Using Messages In Elixir To Avoid Polling
In the last post we talked about the Transactional Outbox pattern which can help keep DB and queue writes consistent by using the database as a staging area for your queue.
That post left it up to you to figure out how you'd trigger the code that gets messages out of your outbox table and into your queue. In this post we'll look at a specific implementation based on Elixir messages.
Generalizing from the last post, we essentially have some work that needs to be done asynchronously. In our specific case, the work is queued in a database, but the solutions we'll look at here isn't tied to that. The simplest solution is to poll:
def run() do
:timer.sleep(1000)
rows = DB.query("delete from outbox ... returning *")
process_rows(rows)
run()
endThe problem with polling is that you're wasting resources whenever there's no work to do.

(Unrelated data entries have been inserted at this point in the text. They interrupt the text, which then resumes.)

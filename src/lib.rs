//! Workspace facade crate.
//!
//! This crate exists to expose feature flags that map to the individual
//! workspace crates (e.g., `core-playback`, `core-catalog`, `core-auth`).
//! Host applications can depend on `citysound-workspace` and enable the
//! documented features without needing to wire each crate individually.
//!
//! - `desktop` (default): every core crate plus the desktop bridge
//!   implementations in `bridge-desktop`.
//! - `headless`: the core crates only; the host supplies its own bridges.

#[cfg(feature = "desktop")]
pub use bridge_desktop;
#[cfg(any(feature = "desktop", feature = "headless"))]
pub use core_auth;
#[cfg(any(feature = "desktop", feature = "headless"))]
pub use core_catalog;
#[cfg(any(feature = "desktop", feature = "headless"))]
pub use core_playback;
#[cfg(any(feature = "desktop", feature = "headless"))]
pub use core_runtime;
//! # Logging & Tracing Infrastructure
//!
//! Configures the `tracing-subscriber` stack for the core crates:
//! - pretty, compact, or JSON-ish output formats
//! - module-level filtering via `EnvFilter` (`RUST_LOG` or an explicit
//!   filter string such as `"core_playback=debug,core_auth=trace"`)
//!
//! ## Usage
//!
//! ```no_run
//! use core_runtime::logging::{init_logging, LogFormat, LoggingConfig};
//!
//! let config = LoggingConfig::default()
//!     .with_format(LogFormat::Pretty)
//!     .with_filter("core_playback=debug");
//!
//! init_logging(config).expect("failed to initialize logging");
//! tracing::info!("application started");
//! ```
//!
//! `init_logging` installs a process-global subscriber and therefore may only
//! succeed once; a second call returns
//! [`Error::LoggingAlreadyInitialized`](crate::error::Error).

use crate::error::{Error, Result};
use tracing_subscriber::{filter::EnvFilter, fmt, layer::SubscriberExt, util::SubscriberInitExt};

/// Log output format.
#[derive(Debug, Clone, Copy, PartialEq, Eq)]
pub enum LogFormat {
    /// Human-readable format with ANSI colors.
    Pretty,
    /// Compact single-line format for production.
    Compact,
}

impl Default for LogFormat {
    fn default() -> Self {
        #[cfg(debug_assertions)]
        return Self::Pretty;

        #[cfg(not(debug_assertions))]
        return Self::Compact;
    }
}

/// Logging configuration.
#[derive(Debug, Clone, Default)]
pub struct LoggingConfig {
    /// Output format.
    pub format: LogFormat,
    /// Explicit filter directives; falls back to `RUST_LOG`, then `"info"`.
    pub filter: Option<String>,
    /// Display the emitting module target in each line.
    pub display_target: bool,
}

impl LoggingConfig {
    /// Set the output format.
    pub fn with_format(mut self, format: LogFormat) -> Self {
        self.format = format;
        self
    }

    /// Set an explicit filter string.
    pub fn with_filter(mut self, filter: impl Into<String>) -> Self {
        self.filter = Some(filter.into());
        self
    }

    /// Toggle module targets in the output.
    pub fn with_display_target(mut self, display: bool) -> Self {
        self.display_target = display;
        self
    }
}

/// Install the global `tracing` subscriber.
///
/// # Errors
///
/// Returns [`Error::Config`] when the filter string is invalid and
/// [`Error::LoggingAlreadyInitialized`] when a subscriber is already set.
pub fn init_logging(config: LoggingConfig) -> Result<()> {
    let filter = match &config.filter {
        Some(directives) => EnvFilter::try_new(directives)
            .map_err(|e| Error::Config(format!("invalid log filter: {e}")))?,
        None => EnvFilter::try_from_default_env().unwrap_or_else(|_| EnvFilter::new("info")),
    };

    let registry = tracing_subscriber::registry().with(filter);

    let install = match config.format {
        LogFormat::Pretty => registry
            .with(fmt::layer().pretty().with_target(config.display_target))
            .try_init(),
        LogFormat::Compact => registry
            .with(fmt::layer().compact().with_target(config.display_target))
            .try_init(),
    };

    install.map_err(|_| Error::LoggingAlreadyInitialized)
}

An alternative approach is to spawn a thread/goroutine/process as the work arrives. Or, in the case of Go and Elixir we could use channels or messages respectively to trigger the action from a dedicatd goroutine/process. For example we can modify our transaction code from the last post to include the signal:
DB.transaction(fn conn ->
DB.query!(conn, "insert into users ....")
DB.query!(conn, "
insert into outbox (route, payload)
values ($1, $2)
", ["user.create", payload])
Outbox.process() # <--- added
end)
# Our new process
defmodule Outbox do
use GenServer
def process() do
GenServer.cast(__MODULE__, :process)
end
def handle_cast(:process, state) do
run()
{:noreply, state}
end
defp run() do
rows = DB.query("delete from outbox ... returning *")
process_rows(rows)
end
endOne problem here is that if the processing fails (or the entire app crashes or is redeployed without a clean shutdown) we have to wait until the next time Outbox.process/1 is called to do our work.

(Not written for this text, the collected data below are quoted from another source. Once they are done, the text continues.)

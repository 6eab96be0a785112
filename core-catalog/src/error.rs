use thiserror::Error;

#[derive(Error, Debug)]
pub enum CatalogError {
    /// No clip with the requested id exists in the catalog.
    #[error("Clip not found: {0}")]
    ClipNotFound(String),
}

pub type Result<T> = std::result::Result<T, CatalogError>;
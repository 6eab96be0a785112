//! Key-value store implementations for desktop hosts.
//!
//! `MemoryStore` backs tests and demos; `JsonFileStore` persists a flat JSON
//! object to disk, the desktop analogue of browser local storage.

use async_trait::async_trait;
use bridge_traits::{BridgeError, KeyValueStore, Result};
use std::collections::HashMap;
use std::path::PathBuf;
use tracing::debug;

/// In-memory key-value store.
#[derive(Default)]
pub struct MemoryStore {
    entries: parking_lot::Mutex<HashMap<String, String>>,
}

impl MemoryStore {
    pub fn new() -> Self {
        Self::default()
    }
}

#[async_trait]
impl KeyValueStore for MemoryStore {
    async fn get(&self, key: &str) -> Result<Option<String>> {
        Ok(self.entries.lock().get(key).cloned())
    }

    async fn set(&self, key: &str, value: &str) -> Result<()> {
        self.entries.lock().insert(key.to_string(), value.to_string());
        Ok(())
    }

    async fn remove(&self, key: &str) -> Result<()> {
        self.entries.lock().remove(key);
        Ok(())
    }

    async fn clear(&self) -> Result<()> {
        self.entries.lock().clear();
        Ok(())
    }
}

/// File-backed key-value store persisting a single JSON object.
///
/// Every mutation rewrites the whole file, which is fine for the small app
/// state this carries (a handful of accounts). Reads are served from the
/// in-memory map loaded at construction.
pub struct JsonFileStore {
    path: PathBuf,
    entries: tokio::sync::Mutex<HashMap<String, String>>,
}

impl JsonFileStore {
    /// Open (or create) the store at `path`. A missing file starts empty; a
    /// corrupt file is treated as empty rather than failing the host.
    pub async fn open(path: impl Into<PathBuf>) -> Result<Self> {
        let path = path.into();
        if let Some(parent) = path.parent() {
            tokio::fs::create_dir_all(parent).await.map_err(BridgeError::Io)?;
        }

        let entries = match tokio::fs::read_to_string(&path).await {
            Ok(raw) => serde_json::from_str(&raw).unwrap_or_else(|e| {
                debug!(path = %path.display(), error = %e, "resetting corrupt store file");
                HashMap::new()
            }),
            Err(e) if e.kind() == std::io::ErrorKind::NotFound => HashMap::new(),
            Err(e) => return Err(BridgeError::Io(e)),
        };

        Ok(Self {
            path,
            entries: tokio::sync::Mutex::new(entries),
        })
    }

    async fn flush(&self, entries: &HashMap<String, String>) -> Result<()> {
        let raw = serde_json::to_string_pretty(entries)
            .map_err(|e| BridgeError::StorageError(e.to_string()))?;
        tokio::fs::write(&self.path, raw).await.map_err(BridgeError::Io)
    }
}

#[async_trait]
impl KeyValueStore for JsonFileStore {
    async fn get(&self, key: &str) -> Result<Option<String>> {
        Ok(self.entries.lock().await.get(key).cloned())
    }

    async fn set(&self, key: &str, value: &str) -> Result<()> {
        let mut entries = self.entries.lock().await;
        entries.insert(key.to_string(), value.to_string());
        self.flush(&entries).await
    }

    async fn remove(&self, key: &str) -> Result<()> {
        let mut entries = self.entries.lock().await;
        entries.remove(key);
        self.flush(&entries).await
    }

    async fn clear(&self) -> Result<()> {
        let mut entries = self.entries.lock().await;
        entries.clear();
        self.flush(&entries).await
    }
}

The Elixir "way" to solve this is to "let it crash". If we make it so the only way for our handle_cast/2 to fail is to crash, then our Outbox will be restarted by its supervisor. During startup, Outbox can check for any pending work:
defmodule Outbox do
use GenServer
def init() do
{:ok, nil, {:continue, :recover}}
end
def handle_continue(:recover, state) do
run()
{:noreply, state}
end
# same as before
endIf you're willing to live with a bit of latency, we can improve this by adding some batching. The simplest solution would be to make a small change the original from:
def process() do
GenServer.cast(__MODULE__, :process)
end
def handle_cast(:process, state) do
run()
{:noreply, state}
endto:
def process() do
pid = Process.whereis(__MODULE__)
Process.send_after(pid, :process, 2_000)
end
def handle_info(:process, state) do
run()
{:noreply, state}
endWe're delaying the signal by 2 seconds. However, if process/0 is called 100 times during those 2 seconds, we still call run/0 100 times. This isn't optimal. Consider this tweak:
def process() do
GenServer.cast(__MODULE__, :process)
end
# our state is nil, there's no pending signal
def handle_cast(:process, nil) do
ref = Process.send_after(self(), :process, 2_000)
{:noreply, ref}
end
# our state is not nil, there's already a pending signal, don't do anything
def handle_cast(:process, ref) do
{:noreply, ref}
end
# after we're done processing, we set the state back to nil to allow
# new signals
def handle_info(:process, _ref) do
run()
{:noreply, nil}
endWe use our process' state to track whether we have a pending signal or not. Because a process synchronously executes 1 message at a time, we're guaranteed that our handle_info/2 and handle_cast/2 will never execute concurrently. This means that we'll never miss a signal and won't needlessly execute run/0 (depending on your pulling your batch work, run/0 might be called needlessly 1 extra time, but that's a lot better than N extra times.)
The explicit interface for handling messages (handle_XXX) and the process state, combined with powerful pattern matching, makes the flow of our code based on the state equally explicit. The code is easier to reason about and easier to test.